What you will do
Set down the entries below exactly as written.
- - -
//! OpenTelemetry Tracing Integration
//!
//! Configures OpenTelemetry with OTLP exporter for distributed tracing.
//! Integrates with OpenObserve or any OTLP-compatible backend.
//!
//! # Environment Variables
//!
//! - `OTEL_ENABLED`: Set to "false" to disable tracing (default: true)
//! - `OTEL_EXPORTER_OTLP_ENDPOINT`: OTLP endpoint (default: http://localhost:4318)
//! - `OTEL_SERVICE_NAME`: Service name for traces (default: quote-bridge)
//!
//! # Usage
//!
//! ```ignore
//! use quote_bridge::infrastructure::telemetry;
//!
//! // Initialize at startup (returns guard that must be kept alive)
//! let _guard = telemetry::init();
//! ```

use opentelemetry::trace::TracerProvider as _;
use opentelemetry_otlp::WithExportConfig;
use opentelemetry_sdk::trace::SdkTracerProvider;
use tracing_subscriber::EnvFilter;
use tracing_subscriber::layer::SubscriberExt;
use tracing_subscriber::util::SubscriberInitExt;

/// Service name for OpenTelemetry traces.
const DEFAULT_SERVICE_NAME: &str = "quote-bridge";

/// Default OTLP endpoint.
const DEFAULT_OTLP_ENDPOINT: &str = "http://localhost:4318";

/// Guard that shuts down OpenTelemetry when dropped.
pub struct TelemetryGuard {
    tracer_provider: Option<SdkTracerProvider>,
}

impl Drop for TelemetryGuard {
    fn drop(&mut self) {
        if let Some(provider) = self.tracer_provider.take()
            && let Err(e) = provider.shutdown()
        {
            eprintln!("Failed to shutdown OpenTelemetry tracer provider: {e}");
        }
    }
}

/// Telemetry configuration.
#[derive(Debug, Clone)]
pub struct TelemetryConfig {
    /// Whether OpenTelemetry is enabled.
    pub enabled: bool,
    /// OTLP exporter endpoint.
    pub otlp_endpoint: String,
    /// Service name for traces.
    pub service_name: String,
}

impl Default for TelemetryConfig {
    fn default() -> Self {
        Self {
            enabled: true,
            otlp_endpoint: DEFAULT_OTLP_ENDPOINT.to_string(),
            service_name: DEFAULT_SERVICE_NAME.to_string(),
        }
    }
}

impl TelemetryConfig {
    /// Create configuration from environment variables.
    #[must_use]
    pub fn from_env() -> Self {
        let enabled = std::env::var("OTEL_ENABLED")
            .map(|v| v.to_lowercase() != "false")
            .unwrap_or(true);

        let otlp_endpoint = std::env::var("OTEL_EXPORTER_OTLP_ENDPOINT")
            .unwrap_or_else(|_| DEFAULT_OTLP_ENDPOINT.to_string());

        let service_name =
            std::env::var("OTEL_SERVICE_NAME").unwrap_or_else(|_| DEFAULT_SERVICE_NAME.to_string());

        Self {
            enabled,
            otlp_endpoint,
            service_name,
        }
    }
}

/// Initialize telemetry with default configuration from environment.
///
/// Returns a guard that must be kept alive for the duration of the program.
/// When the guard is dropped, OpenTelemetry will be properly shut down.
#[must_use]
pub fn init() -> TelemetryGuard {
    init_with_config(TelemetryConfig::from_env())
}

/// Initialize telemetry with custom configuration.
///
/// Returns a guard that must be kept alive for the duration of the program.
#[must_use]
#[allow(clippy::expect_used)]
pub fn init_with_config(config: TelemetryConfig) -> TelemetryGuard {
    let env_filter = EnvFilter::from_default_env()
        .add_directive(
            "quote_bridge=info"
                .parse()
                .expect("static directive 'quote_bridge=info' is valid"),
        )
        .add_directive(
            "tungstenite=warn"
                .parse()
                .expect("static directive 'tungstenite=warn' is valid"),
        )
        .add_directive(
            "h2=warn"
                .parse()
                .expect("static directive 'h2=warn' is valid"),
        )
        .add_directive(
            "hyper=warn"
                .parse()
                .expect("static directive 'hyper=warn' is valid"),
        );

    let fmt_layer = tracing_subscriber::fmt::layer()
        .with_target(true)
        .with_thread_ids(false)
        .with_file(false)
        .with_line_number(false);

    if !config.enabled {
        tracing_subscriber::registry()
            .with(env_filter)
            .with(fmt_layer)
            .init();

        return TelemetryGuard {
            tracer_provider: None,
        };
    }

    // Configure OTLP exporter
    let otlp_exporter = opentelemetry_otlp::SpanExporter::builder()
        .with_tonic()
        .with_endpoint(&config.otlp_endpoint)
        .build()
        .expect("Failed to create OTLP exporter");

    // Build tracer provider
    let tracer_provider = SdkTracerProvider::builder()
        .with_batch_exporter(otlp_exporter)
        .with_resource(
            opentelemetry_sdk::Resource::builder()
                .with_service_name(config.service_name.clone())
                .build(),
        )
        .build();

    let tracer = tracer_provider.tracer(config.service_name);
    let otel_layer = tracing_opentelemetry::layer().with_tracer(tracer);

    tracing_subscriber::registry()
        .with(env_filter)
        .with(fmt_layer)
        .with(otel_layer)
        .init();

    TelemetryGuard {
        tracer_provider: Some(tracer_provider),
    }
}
- - -
Response to this exercise
//! OpenTelemetry Tracing Integration
//!
//! Configures OpenTelemetry with OTLP exporter for distributed tracing.
//! Integrates with OpenObserve or any OTLP-compatible backend.
//!
//! # Environment Variables
//!
//! - `OTEL_ENABLED`: Set to "false" to disable tracing (default: true)
//! - `OTEL_EXPORTER_OTLP_ENDPOINT`: OTLP endpoint (default: http://localhost:4318)
//! - `OTEL_SERVICE_NAME`: Service name for traces (default: quote-bridge)
//!
//! # Usage
//!
//! ```ignore
//! use quote_bridge::infrastructure::telemetry;
//!
//! // Initialize at startup (returns guard that must be kept alive)
//! let _guard = telemetry::init();
//! ```

use opentelemetry::trace::TracerProvider as _;
use opentelemetry_otlp::WithExportConfig;
use opentelemetry_sdk::trace::SdkTracerProvider;
use tracing_subscriber::EnvFilter;
use tracing_subscriber::layer::SubscriberExt;
use tracing_subscriber::util::SubscriberInitExt;

/// Service name for OpenTelemetry traces.
const DEFAULT_SERVICE_NAME: &str = "quote-bridge";

/// Default OTLP endpoint.
const DEFAULT_OTLP_ENDPOINT: &str = "http://localhost:4318";

/// Guard that shuts down OpenTelemetry when dropped.
pub struct TelemetryGuard {
    tracer_provider: Option<SdkTracerProvider>,
}

impl Drop for TelemetryGuard {
    fn drop(&mut self) {
        if let Some(provider) = self.tracer_provider.take()
            && let Err(e) = provider.shutdown()
        {
            eprintln!("Failed to shutdown OpenTelemetry tracer provider: {e}");
        }
    }
}

/// Telemetry configuration.
#[derive(Debug, Clone)]
pub struct TelemetryConfig {
    /// Whether OpenTelemetry is enabled.
    pub enabled: bool,
    /// OTLP exporter endpoint.
    pub otlp_endpoint: String,
    /// Service name for traces.
    pub service_name: String,
}

impl Default for TelemetryConfig {
    fn default() -> Self {
        Self {
            enabled: true,
            otlp_endpoint: DEFAULT_OTLP_ENDPOINT.to_string(),
            service_name: DEFAULT_SERVICE_NAME.to_string(),
        }
    }
}

impl TelemetryConfig {
    /// Create configuration from environment variables.
    #[must_use]
    pub fn from_env() -> Self {
        let enabled = std::env::var("OTEL_ENABLED")
            .map(|v| v.to_lowercase() != "false")
            .unwrap_or(true);

        let otlp_endpoint = std::env::var("OTEL_EXPORTER_OTLP_ENDPOINT")
            .unwrap_or_else(|_| DEFAULT_OTLP_ENDPOINT.to_string());

        let service_name =
            std::env::var("OTEL_SERVICE_NAME").unwrap_or_else(|_| DEFAULT_SERVICE_NAME.to_string());

        Self {
            enabled,
            otlp_endpoint,
            service_name,
        }
    }
}

/// Initialize telemetry with default configuration from environment.
///
/// Returns a guard that must be kept alive for the duration of the program.
/// When the guard is dropped, OpenTelemetry will be properly shut down.
#[must_use]
pub fn init() -> TelemetryGuard {
    init_with_config(TelemetryConfig::from_env())
}

/// Initialize telemetry with custom configuration.
///
/// Returns a guard that must be kept alive for the duration of the program.
#[must_use]
#[allow(clippy::expect_used)]
pub fn init_with_config(config: TelemetryConfig) -> TelemetryGuard {
    let env_filter = EnvFilter::from_default_env()
        .add_directive(
            "quote_bridge=info"
                .parse()
                .expect("static directive 'quote_bridge=info' is valid"),
        )
        .add_directive(
            "tungstenite=warn"
                .parse()
                .expect("static directive 'tungstenite=warn' is valid"),
        )
        .add_directive(
            "h2=warn"
                .parse()
                .expect("static directive 'h2=warn' is valid"),
        )
        .add_directive(
            "hyper=warn"
                .parse()
                .expect("static directive 'hyper=warn' is valid"),
        );

    let fmt_layer = tracing_subscriber::fmt::layer()
        .with_target(true)
        .with_thread_ids(false)
        .with_file(false)
        .with_line_number(false);

    if !config.enabled {
        tracing_subscriber::registry()
            .with(env_filter)
            .with(fmt_layer)
            .init();

        return TelemetryGuard {
            tracer_provider: None,
        };
    }

    // Configure OTLP exporter
    let otlp_exporter = opentelemetry_otlp::SpanExporter::builder()
        .with_tonic()
        .with_endpoint(&config.otlp_endpoint)
        .build()
        .expect("Failed to create OTLP exporter");

    // Build tracer provider
    let tracer_provider = SdkTracerProvider::builder()
        .with_batch_exporter(otlp_exporter)
        .with_resource(
            opentelemetry_sdk::Resource::builder()
                .with_service_name(config.service_name.clone())
                .build(),
        )
        .build();

    let tracer = tracer_provider.tracer(config.service_name);
    let otel_layer = tracing_opentelemetry::layer().with_tracer(tracer);

    tracing_subscriber::registry()
        .with(env_filter)
        .with(fmt_layer)
        .with(otel_layer)
        .init();

    TelemetryGuard {
        tracer_provider: Some(tracer_provider),
    }
}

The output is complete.